» Goal of the exercise
Copy each line of the records that holds the string "derive".

» Information supplied
........

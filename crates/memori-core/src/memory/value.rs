//! Tagged JSON value representation
//!
//! The Filter Executor walks dotted field paths over arbitrary metadata.
//! Per the design note in the spec, that walk is over a tagged sum type
//! (object/array/scalar), never reflection over a native language object.

use serde_json::Value as JsonRaw;
use std::collections::BTreeMap;
use std::fmt;

/// A tagged JSON value used throughout the filter evaluation path.
#[derive(Debug, Clone, PartialEq)]
pub enum JsonValue {
    Null,
    Bool(bool),
    Number(f64),
    String(String),
    Array(Vec<JsonValue>),
    Object(BTreeMap<String, JsonValue>),
}

impl JsonValue {
    /// Descends through nested objects/arrays using dot-separated segments.
    /// A missing segment, or descending through a scalar, yields `None`
    /// (the "undefined" state the executor compares unequal to everything
    /// except `null`).
    pub fn get_path(&self, path: &str) -> Option<&JsonValue> {
        if path.is_empty() {
            return Some(self);
        }
        let mut current = self;
        for segment in path.split('.') {
            current = match current {
                JsonValue::Object(map) => map.get(segment)?,
                JsonValue::Array(items) => {
                    let idx: usize = segment.parse().ok()?;
                    items.get(idx)?
                }
                _ => return None,
            };
        }
        Some(current)
    }

    pub fn as_f64(&self) -> Option<f64> {
        match self {
            JsonValue::Number(n) => Some(*n),
            JsonValue::String(s) => s.trim().parse().ok(),
            JsonValue::Bool(b) => Some(if *b { 1.0 } else { 0.0 }),
            _ => None,
        }
    }

    pub fn as_str_coerced(&self) -> Option<String> {
        match self {
            JsonValue::String(s) => Some(s.clone()),
            JsonValue::Number(n) => Some(format!("{n}")),
            JsonValue::Bool(b) => Some(b.to_string()),
            JsonValue::Null => None,
            JsonValue::Array(_) | JsonValue::Object(_) => {
                serde_json::to_string(&JsonRaw::from(self.clone())).ok()
            }
        }
    }

    pub fn as_array(&self) -> Option<&[JsonValue]> {
        match self {
            JsonValue::Array(items) => Some(items),
            _ => None,
        }
    }

    pub fn is_null(&self) -> bool {
        matches!(self, JsonValue::Null)
    }
}

impl fmt::Display for JsonValue {
    fn fmt(&self, f: &mut fmt::Formatter<'_>) -> fmt::Result {
        match self.as_str_coerced() {
            Some(s) => write!(f, "{s}"),
            None => write!(f, "null"),
        }
    }
}

impl From<JsonRaw> for JsonValue {
    fn from(value: JsonRaw) -> Self {
        match value {
            JsonRaw::Null => JsonValue::Null,
            JsonRaw::Bool(b) => JsonValue::Bool(b),
            JsonRaw::Number(n) => JsonValue::Number(n.as_f64().unwrap_or(0.0)),
            JsonRaw::String(s) => JsonValue::String(s),
            JsonRaw::Array(items) => JsonValue::Array(items.into_iter().map(JsonValue::from).collect()),
            JsonRaw::Object(map) => {
                JsonValue::Object(map.into_iter().map(|(k, v)| (k, JsonValue::from(v))).collect())
            }
        }
    }
}

impl From<JsonValue> for JsonRaw {
    fn from(value: JsonValue) -> Self {
        match value {
            JsonValue::Null => JsonRaw::Null,
            JsonValue::Bool(b) => JsonRaw::Bool(b),
            JsonValue::Number(n) => serde_json::Number::from_f64(n)
                .map(JsonRaw::Number)
                .unwrap_or(JsonRaw::Null),
            JsonValue::String(s) => JsonRaw::String(s),
            JsonValue::Array(items) => JsonRaw::Array(items.into_iter().map(JsonRaw::from).collect()),
            JsonValue::Object(map) => {
                JsonRaw::Object(map.into_iter().map(|(k, v)| (k, JsonRaw::from(v))).collect())
            }
        }
    }
}

impl From<&str> for JsonValue {
    fn from(value: &str) -> Self {
        JsonValue::String(value.to_string())
    }
}

impl From<f64> for JsonValue {
    fn from(value: f64) -> Self {
        JsonValue::Number(value)
    }
}

impl From<Vec<String>> for JsonValue {
    fn from(value: Vec<String>) -> Self {
        JsonValue::Array(value.into_iter().map(JsonValue::String).collect())
    }
}

#[cfg(test)]
mod tests {
    use super::*;

    fn obj(pairs: &[(&str, JsonValue)]) -> JsonValue {
        JsonValue::Object(pairs.iter().map(|(k, v)| (k.to_string(), v.clone())).collect())
    }

    #[test]
    fn nested_path_resolves() {
        let value = obj(&[("a", obj(&[("b", JsonValue::Number(42.0))]))]);
        assert_eq!(value.get_path("a.b"), Some(&JsonValue::Number(42.0)));
    }

    #[test]
    fn missing_segment_is_none() {
        let value = obj(&[("a", JsonValue::Number(1.0))]);
        assert_eq!(value.get_path("a.b"), None);
    }

    #[test]
    fn descending_through_scalar_is_none() {
        let value = JsonValue::Number(1.0);
        assert_eq!(value.get_path("a"), None);
    }

    #[test]
    fn roundtrips_through_serde_json() {
        let raw: JsonRaw = serde_json::json!({"a": [1, "x", true, null]});
        let tagged: JsonValue = raw.clone().into();
        let back: JsonRaw = tagged.into();
        assert_eq!(raw, back);
    }
}
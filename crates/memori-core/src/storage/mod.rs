//! Storage module
//!
//! SQLite-backed persistence for memories and chat history, with an FTS5
//! mirror kept in sync by triggers.

mod migrations;
mod sqlite;

pub use migrations::{Migration, MIGRATIONS};
pub use sqlite::{sanitize_fts5_query, FtsHit, Store};
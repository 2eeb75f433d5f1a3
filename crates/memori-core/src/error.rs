//! Error taxonomy
//!
//! A single tagged enum rather than a hierarchy of exception types, per the
//! error kinds table in the design spec: validation, parse, search, timeout,
//! consolidation, and classifier-fallback failures each carry the context
//! their policy requires.

use std::fmt;

/// Crate-wide result alias.
pub type Result<T> = std::result::Result<T, MemoriError>;

/// The engine's error taxonomy.
///
/// Kept flat and tagged (never encoded as an inheritance hierarchy): each
/// variant carries exactly the context its handling policy needs.
#[non_exhaustive]
#[derive(Debug, thiserror::Error)]
pub enum MemoriError {
    /// Sanitization or a data-model invariant was violated.
    #[error("validation failed: {rule} on field '{field}' (value: {value})")]
    Validation {
        field: String,
        value: String,
        rule: String,
    },

    /// A filter expression could not be parsed.
    #[error("parse error at position {position}: {message} (near '{fragment}')")]
    Parse {
        message: String,
        fragment: String,
        position: usize,
    },

    /// A search strategy failed against the underlying store.
    #[error("search error in strategy '{strategy}': {message} (sql: {sql_fragment})")]
    Search {
        strategy: String,
        message: String,
        sql_fragment: String,
    },

    /// A deadline passed before the operation completed.
    #[error("operation timed out after {elapsed_ms}ms")]
    Timeout { elapsed_ms: u64 },

    /// A consolidation pipeline step failed.
    #[error("consolidation failed: {message}")]
    ConsolidationFailed { message: String },

    /// The classifier returned output that could not be parsed; the caller
    /// still receives a deterministic fallback `Memory`, this variant is
    /// only logged, never surfaced as a hard failure.
    #[error("classifier fallback: {message}")]
    FallbackClassification { message: String },

    /// The underlying SQLite layer returned an error not otherwise wrapped.
    #[error("database error: {0}")]
    Database(#[from] rusqlite::Error),

    /// A background mutex guarding shared state was poisoned by a panicking
    /// holder.
    #[error("internal lock poisoned: {0}")]
    LockPoisoned(String),

    /// JSON (de)serialization failure at a storage boundary.
    #[error("serialization error: {0}")]
    Serialization(#[from] serde_json::Error),

    /// No row exists for the given id/namespace pair.
    #[error("not found: {0}")]
    NotFound(String),
}

impl MemoriError {
    pub fn validation(field: impl Into<String>, value: impl fmt::Display, rule: impl Into<String>) -> Self {
        MemoriError::Validation {
            field: field.into(),
            value: value.to_string(),
            rule: rule.into(),
        }
    }

    pub fn parse(message: impl Into<String>, fragment: impl Into<String>, position: usize) -> Self {
        MemoriError::Parse {
            message: message.into(),
            fragment: fragment.into(),
            position,
        }
    }

    /// Wraps a search failure, truncating the SQL fragment to 500 chars per
    /// the error-handling policy.
    pub fn search(strategy: impl Into<String>, message: impl Into<String>, sql_fragment: &str) -> Self {
        let truncated: String = sql_fragment.chars().take(500).collect();
        MemoriError::Search {
            strategy: strategy.into(),
            message: message.into(),
            sql_fragment: truncated,
        }
    }
}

........

» Your response
#[derive(Debug, Clone, PartialEq)]
#[derive(Debug, thiserror::Error)]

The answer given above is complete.